Aerial rendering of proposed housing development at Sunset and Fearing. Photo: Amherst Zoning Board of Appeals

The following letter was sent to the Amherst Town Council on April 29, 2022.

I just came across a notice posted on a Facebook Users Group on UMass Housing.  Four roommates in a house on Sunset Ave across from Southwest are looking for a fifth roommate.  The four are seniors and say they are pretty social and enjoy having people over often.  It looks like a small three bedroom ranch.  They say they have five “beds” and are asking $800/month.  That would result in $4,200 a month for a landlord who has probably paid off his mortgage.  Not bad. This ad is pretty typical.  I subscribe to this users group and it includes undergrads and graduate students.  It provides a good snapshot as to what is needed, what are the going rates, what is the typical occupancy level, and what outlying communities also have rentals for students.  Right now there is a desperate need to fill summer sublets.  Most of the summer these houses are empty, dead spots with trash and over grown yards, sometimes old cars.

I don’t know what universe the developer of the proposed project on Sunset and Fearing is living in when he says there is lots of money around.  He says he sees that at his closings.  Of course, people who do closings have money.  He does not see the people who can’t do closings and wind up answering the above ads, sometimes renting the living room in a full house.  These students provide most of the tenants who rent in downtown houses.  If the developer is also a lawyer and does closings, I can bet who many of his clients are.  They are parents of undergraduates who have opted to go to UMass and pay half the tuition that they would pay at, say Northeastern.  The parents live in New Jersey, Boston, Cotuit, India.  They send their kids to college and are building equity at the same time!  Win-win.  The students love it because they can smoke and drink, which they can’t do in the dorms.

Last night I listened to the hearing of the Zoning Board of Appeals and it was the first time I viewed the project proposed for Sunset and Fearing.  I realized there were no condos, no owner-occupied dwellings, and that it was a commercial rental property with an entrance and exit on Sunset Ave.

Not good.

The developer suggests this is the ‘commercial’ end of Sunset.  The house that he is planning to move from the neighborhood to make way for the development had always been owner-occupied until he bought it two years ago and put in renters.  The other house he is planning to move was occupied by a UMass professor until it was sold to an employee of UMass who filled it with undergraduates.  It has been a problem house with many calls to the police over the years.  I’m sure someone can manage it better than that no matter what goes in there.  The Amherst Creamery across the street is a historic building built in the l800’s by a spinoff of Mass Agricultural College faculty to process milk products.  It sold ice cream when we moved here in l969.  It now houses many professionals who work at or relate to UMass.  There is on-site parking.  There are no parties.  

 The developer got quite defensive when it became clear to the neighbors who will actually live in this neighborhood –  that the prime renters for these units will be undergraduate students.
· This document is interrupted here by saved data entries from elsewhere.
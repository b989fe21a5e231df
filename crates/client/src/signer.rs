// Path: crates/client/src/signer.rs
//! Ed25519 signing identity loaded from a local key file.

use async_trait::async_trait;
use base64::engine::general_purpose::URL_SAFE_NO_PAD;
use base64::Engine;
use ed25519_dalek::{Signer, SigningKey};
use observer_api::publish::ReportSigner;
use observer_types::error::ObserverError;
use observer_types::Result;
use sha2::{Digest, Sha256};
use std::path::Path;

/// Signs with an in-memory Ed25519 key.
///
/// The address is the unpadded base64url SHA-256 of the public key.
pub struct Ed25519ReportSigner {
    key: SigningKey,
    address: String,
}

impl Ed25519ReportSigner {
    /// Builds a signer from a 32-byte seed.
    pub fn from_seed(seed: [u8; 32]) -> Self {
        let key = SigningKey::from_bytes(&seed);
        let address = URL_SAFE_NO_PAD.encode(Sha256::digest(key.verifying_key().as_bytes()));
        Self { key, address }
    }

    /// Reads a hex-encoded seed from `path`. Surrounding whitespace is
    /// ignored.
    pub async fn from_file(path: &Path) -> Result<Self> {
        let contents = tokio::fs::read_to_string(path).await.map_err(|e| {
            ObserverError::Config(format!("reading key file {}: {e}", path.display()))
        })?;
        let bytes = hex::decode(contents.trim())
            .map_err(|e| ObserverError::Config(format!("key file {} is not hex: {e}", path.display())))?;
        let seed: [u8; 32] = bytes.try_into().map_err(|b: Vec<u8>| {
            ObserverError::Config(format!(
                "key file {} holds {} bytes, expected 32",
                path.display(),
                b.len()
            ))
        })?;
        Ok(Self::from_seed(seed))
    }
}

#[async_trait]
impl ReportSigner for Ed25519ReportSigner {
    fn address(&self) -> String {
        self.address.clone()
    }

    fn public_key(&self) -> Vec<u8> {
        self.key.verifying_key().to_bytes().to_vec()
    }

    async fn sign(&self, message: &[u8]) -> Result<Vec<u8>> {
        Ok(self.key.sign(message).to_bytes().to_vec())
    }
}
// Path: crates/observer/src/scheduler.rs
//! Decides whether a freshly built report may be published now.
//!
//! Each selected observer publishes at its own entropy-derived height inside
//! the epoch, after an early margin and before a late margin sized to the
//! deepest tolerated fork.

use observer_api::chain::HeightSource;
use observer_api::entropy::{EntropyContext, EntropySource};
use observer_api::lists::ObserverListSource;
use observer_types::error::ObserverError;
use observer_types::report::ObserverReport;
use observer_types::Result;
use std::sync::Arc;

/// The deepest chain reorganization the late margin is expected to cover.
pub const MAX_FORK_DEPTH: u64 = 50;

/// Why a cycle did not publish. None of these are errors.
#[derive(Debug, Clone, Copy, PartialEq, Eq)]
pub enum SkipReason {
    /// This observer is not in the epoch's observer set.
    NotSelected,
    /// The chain has not reached this observer's publish height.
    TooEarly {
        /// The first height at which publishing is allowed.
        save_after: u64,
        /// The chain height when the decision was made.
        current_height: u64,
    },
    /// The chain is inside the late margin, or past the epoch.
    TooLate {
        /// The last height at which publishing is allowed.
        deadline: u64,
        /// The chain height when the decision was made.
        current_height: u64,
    },
}

impl SkipReason {
    /// A metrics label for the reason.
    pub fn label(&self) -> &'static str {
        match self {
            SkipReason::NotSelected => "not_selected",
            SkipReason::TooEarly { .. } => "too_early",
            SkipReason::TooLate { .. } => "too_late",
        }
    }
}

/// The scheduler's verdict.
#[derive(Debug, Clone, Copy, PartialEq, Eq)]
pub enum PublishDecision {
    /// Hand the report to the publish pipeline.
    Publish,
    /// Do not publish this cycle.
    Skip(SkipReason),
}

/// Epoch length and safety margins, in blocks.
#[derive(Debug, Clone, Copy, PartialEq, Eq)]
pub struct PublishWindow {
    block_length: u64,
    early_margin: u64,
    late_margin: u64,
}

impl PublishWindow {
    /// Rejects margins that leave no room to publish.
    pub fn new(block_length: u64, early_margin: u64, late_margin: u64) -> Result<Self> {
        if early_margin + late_margin >= block_length {
            return Err(ObserverError::InvalidInput(format!(
                "margins {early_margin}+{late_margin} leave no publish window in {block_length} blocks"
            )));
        }
        Ok(Self {
            block_length,
            early_margin,
            late_margin,
        })
    }

    /// This observer's first allowed publish height for the epoch starting at
    /// `epoch_start`, given the epoch entropy.
    pub fn save_after(&self, epoch_start: u64, entropy: &[u8]) -> u64 {
        let span = self.block_length - self.early_margin - self.late_margin;
        let jitter = match entropy {
            [a, b, c, d, ..] => u64::from(u32::from_be_bytes([*a, *b, *c, *d])) % span,
            _ => 0,
        };
        epoch_start + self.early_margin + jitter
    }

    /// The last allowed publish height for the epoch starting at `epoch_start`.
    pub fn deadline(&self, epoch_start: u64) -> u64 {
        epoch_start + self.block_length - 1 - self.late_margin
    }
}

/// Gates publishing on observer selection and the publish window.
pub struct PublishScheduler {
    observer_address: String,
    observers: Arc<dyn ObserverListSource>,
    heights: Arc<dyn HeightSource>,
    entropy: Arc<dyn EntropySource>,
    window: PublishWindow,
}

impl PublishScheduler {
    /// Builds the scheduler.
    pub fn new(
        observer_address: impl Into<String>,
        observers: Arc<dyn ObserverListSource>,
        heights: Arc<dyn HeightSource>,
        entropy: Arc<dyn EntropySource>,
        window: PublishWindow,
    ) -> Self {
        Self {
            observer_address: observer_address.into(),
            observers,
            heights,
            entropy,
            window,
        }
    }

    /// Decides whether `report` may be published now.
    pub async fn decide(&self, report: &ObserverReport) -> Result<PublishDecision> {
        let epoch = report.epoch();
        let observers = self.observers.get_observers(&epoch).await?;
        if !observers.iter().any(|o| *o == self.observer_address) {
            return Ok(PublishDecision::Skip(SkipReason::NotSelected));
        }

        let entropy = self
            .entropy
            .get_entropy(EntropyContext::at_height(epoch.start_height))
            .await?;
        let save_after = self.window.save_after(epoch.start_height, entropy.as_bytes());
        let deadline = self.window.deadline(epoch.start_height);
        let current_height = self.heights.get_height().await?;
        tracing::debug!(
            target: "scheduler",
            epoch_index = epoch.index,
            save_after,
            deadline,
            current_height,
            "evaluated publish window"
        );

        if current_height < save_after {
            return Ok(PublishDecision::Skip(SkipReason::TooEarly {
                save_after,
                current_height,
            }));
        }
        if current_height > deadline {
            return Ok(PublishDecision::Skip(SkipReason::TooLate {
                deadline,
                current_height,
            }));
        }
        Ok(PublishDecision::Publish)
    }
}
He accused us of not liking undergraduates and unfairly discriminating against them.  I think he is missing the point.  When you have a neighborhood of primarily owner-occupied homes you have residents who are committed to the upkeep and stability of the neighborhood all year round.  Many of us house a graduate student in our homes and we have had a fraternity in our midst since l940.  I have never met a student I couldn’t get along with, sober that is.  But as one house after the next succumbs to student rentals you can reach a tipping point where normal family life is no longer sustainable amidst the high energy of crowds, noise, beer cans on the lawns, 3 a.m Ubers picking up drunk students, sunbathing on the roof, Amazon and door dash deliveries for 10 people in one house. There comes a point where a neighborhood can deteriorate very quickly and there are rumblings of that now on Sunset Avenue.

What should be there? 

A Fantasy:  I have heard that at the south end of Sunset Ave. Amherst College bought a house for the new Amherst College President.  Why not build a beautiful house for the UMass President at the north end of Sunset? 

Realistically:  house the Amherst Media there.  Or, my dream, to have an International Five College Foreign Student house with events and seminars for town and gown, and with small apartments for visiting scholars.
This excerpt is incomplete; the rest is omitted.